Desde começos do ano apareceu na cena política espanhola uma alternativa, um novo ator coletivo, o partido Podemos.
Lançado em 16 de janeiro, num teatro de Madri, formado por educadores, professores e artistas, alguns com presença na mídia nacional, quase todos entre 30 e 40 anos, instituiu-se numa assembleia aberta, convocada pela internet, com o objetivo de disputar as eleições europeias, previstas para maio.
Os resultados surpreenderam os mais otimistas: numa campanha barata, com grande participação de militantes anônimos, sem contar com doações de empresas e sem prestar “consultorias” rentáveis, o Podemos registrou quase 8% dos votos, elegendo cinco deputados para o Parlamento Europeu, virando a quarta força política do país.
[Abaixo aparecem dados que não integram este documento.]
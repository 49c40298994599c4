//! Connection settings: parse/write `user-admin.conf`.
//!
//! The file uses the same `key = value` format as the theme and keybinding
//! files. Command-line flags are layered on top with [`Settings::apply_overrides`].

pub const DEFAULT_TIMEOUT_SECS: u64 = 10;

/// Backend and paging settings.
#[derive(Clone, Debug, PartialEq, Eq)]
pub struct Settings {
    /// Base URL of the admin API, e.g. `https://example.com/api`.
    pub endpoint: Option<String>,
    /// Bearer token sent with every request.
    pub token: Option<String>,
    /// Users requested per page.
    pub page_size: usize,
    /// Per-request timeout.
    pub timeout_secs: u64,
    /// Where log output goes; the terminal belongs to the UI.
    pub log_file: String,
}

impl Default for Settings {
    fn default() -> Self {
        Self {
            endpoint: None,
            token: None,
            page_size: crate::model::DEFAULT_PAGE_SIZE,
            timeout_secs: DEFAULT_TIMEOUT_SECS,
            log_file: "user-admin.log".to_string(),
        }
    }
}

/// Values given on the command line; `None` keeps the file value.
#[derive(Clone, Debug, Default)]
pub struct Overrides {
    pub endpoint: Option<String>,
    pub token: Option<String>,
    pub page_size: Option<usize>,
    pub log_file: Option<String>,
}

impl Settings {
    /// Load settings from `path`, or write the defaults there if it doesn't exist.
    pub fn load_or_init(path: &str) -> Self {
        if std::path::Path::new(path).exists() {
            return Self::from_file(path).unwrap_or_default();
        }
        let cfg = Self::default();
        if let Err(e) = cfg.write_file(path) {
            tracing::warn!(error = %e, "could not write default settings to {path}");
        }
        cfg
    }

    /// Parse a settings file. Unknown keys and unparsable numbers are skipped.
    ///
    /// Returns `None` if the file can't be read.
    pub fn from_file(path: &str) -> Option<Self> {
        let contents = std::fs::read_to_string(path).ok()?;
        Some(Self::parse(&contents))
    }

    pub fn parse(contents: &str) -> Self {
        let mut cfg = Self::default();
        for raw in contents.lines() {
            let line = raw.trim();
            if line.is_empty() || line.starts_with('#') {
                continue;
            }
            let mut parts = line.splitn(2, '=');
            let lhs = parts.next().map(|s| s.trim()).unwrap_or("");
            let rhs = parts.next().map(|s| s.trim()).unwrap_or("");
            if lhs.is_empty() || rhs.is_empty() {
                continue;
            }
            match lhs {
                "endpoint" => cfg.endpoint = Some(rhs.to_string()),
                "token" => cfg.token = Some(rhs.to_string()),
                "page_size" => {
                    if let Ok(n) = rhs.parse::<usize>()
                        && n > 0
                    {
                        cfg.page_size = n;
                    }
                }
                "timeout_secs" => {
                    if let Ok(n) = rhs.parse::<u64>()
                        && n > 0
                    {
                        cfg.timeout_secs = n;
                    }
                }
                "log_file" => cfg.log_file = rhs.to_string(),
                _ => {}
            }
        }
        cfg
    }

    /// Write the settings in `key = value` form. Unset values are written commented out.
    pub fn write_file(&self, path: &str) -> std::io::Result<()> {
        use std::fmt::Write as _;
        let mut buf = String::new();
        buf.push_str("# user-admin settings\n");
        buf.push_str("# endpoint: base URL of the admin API\n");
        buf.push_str("#   (GET /roles, GET /users, POST|DELETE /users/{uid}/roles/{rid})\n");
        match &self.endpoint {
            Some(e) => {
                let _ = writeln!(&mut buf, "endpoint = {e}");
            }
            None => buf.push_str("# endpoint = https://example.com/api\n"),
        }
        match &self.token {
            Some(t) => {
                let _ = writeln!(&mut buf, "token = {t}");
            }
            None => buf.push_str("# token = \n"),
        }
        let _ = writeln!(&mut buf, "page_size = {}", self.page_size);
        let _ = writeln!(&mut buf, "timeout_secs = {}", self.timeout_secs);
        let _ = writeln!(&mut buf, "log_file = {}", self.log_file);
        std::fs::write(path, buf)
    }

    pub fn apply_overrides(&mut self, o: Overrides) {
        if let Some(e) = o.endpoint {
            self.endpoint = Some(e);
        }
        if let Some(t) = o.token {
            self.token = Some(t);
        }
        if let Some(n) = o.page_size.filter(|n| *n > 0) {
            self.page_size = n;
        }
        if let Some(l) = o.log_file {
            self.log_file = l;
        }
    }

    pub fn timeout(&self) -> std::time::Duration {
        std::time::Duration::from_secs(self.timeout_secs)
    }
}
Em algumas cidades e regiões, ultrapassou o patamar de 10% dos votos, tomando o terceiro lugar.
O programa político apresentado pelos candidatos do Podemos tentou captar e canalizar demandas fortes na sociedade espanhola, desde que explodiu a crise econômica de 2008: revigoramento dos sistemas públicos de saúde e de educação; políticas de reindustrialização; incentivos à construção civil para as pessoas de baixa renda; reajustes salariais, revertendo a curva declinante das remunerações dos trabalhadores.
A preocupação em defender a sociedade exprimiu-se na fórmula: “Toda a riqueza do país, nas suas diferentes formas, e seja qual for a sua titularidade, está subordinada ao interesse geral.” Trata-se, a rigor, de um princípio inserido na Constituição espanhola e foi curioso observar como um princípio constitucional podia transformar-se numa proposta com ares de subversiva. Ou subversivos estariam sendo os governantes, mais preocupados em cuidar dos bancos e das grandes empresas do que do bem-estar e da felicidade das pessoas?
Havia, em outros aspectos, ousadas ideias: impedir restrições à lei sobre a interrupção voluntária da gravidez; retirar a Espanha da Organização do Tratado do Atlântico Norte (Otan); revogar a Lei sobre os Estrangeiros; respeitar a liberdade da Catalunha — ou outras regiões do país — de decidir o próprio destino.
O sucesso tornou populares os líderes e as propostas do Podemos. Entre maio e julho, o partido multiplicou por seis seus apoios nas redes sociais, de cem mil para 600 mil. Neste último mês, pesquisas do Centro de Pesquisas Sociológicas (CIS) apontavam o Podemos como segunda força política, superando o tradicional representante da social democracia, o Partido Socialista Espanhol (PSOE), e a apenas um ponto do Partido Popular (PP), de direita, que preside o atual governo.
As inscrições abertas pela internet explodiram, passando, em três meses, de julho a outubro, de 32 mil para mais de 200 mil filiados. Ao mesmo tempo, entrevistas de lideranças do Podemos em programas de televisão registravam recordes de audiência.
Outras pesquisas, publicadas no início de novembro, situaram o novo partido como principal força política eleitoral, à frente do PP e do PSOE. Entretanto, considerando-se as próximas eleições gerais, de novembro do próximo ano, observaram-se ainda oscilações, mas por diferenças mínimas, entre os principais partidos.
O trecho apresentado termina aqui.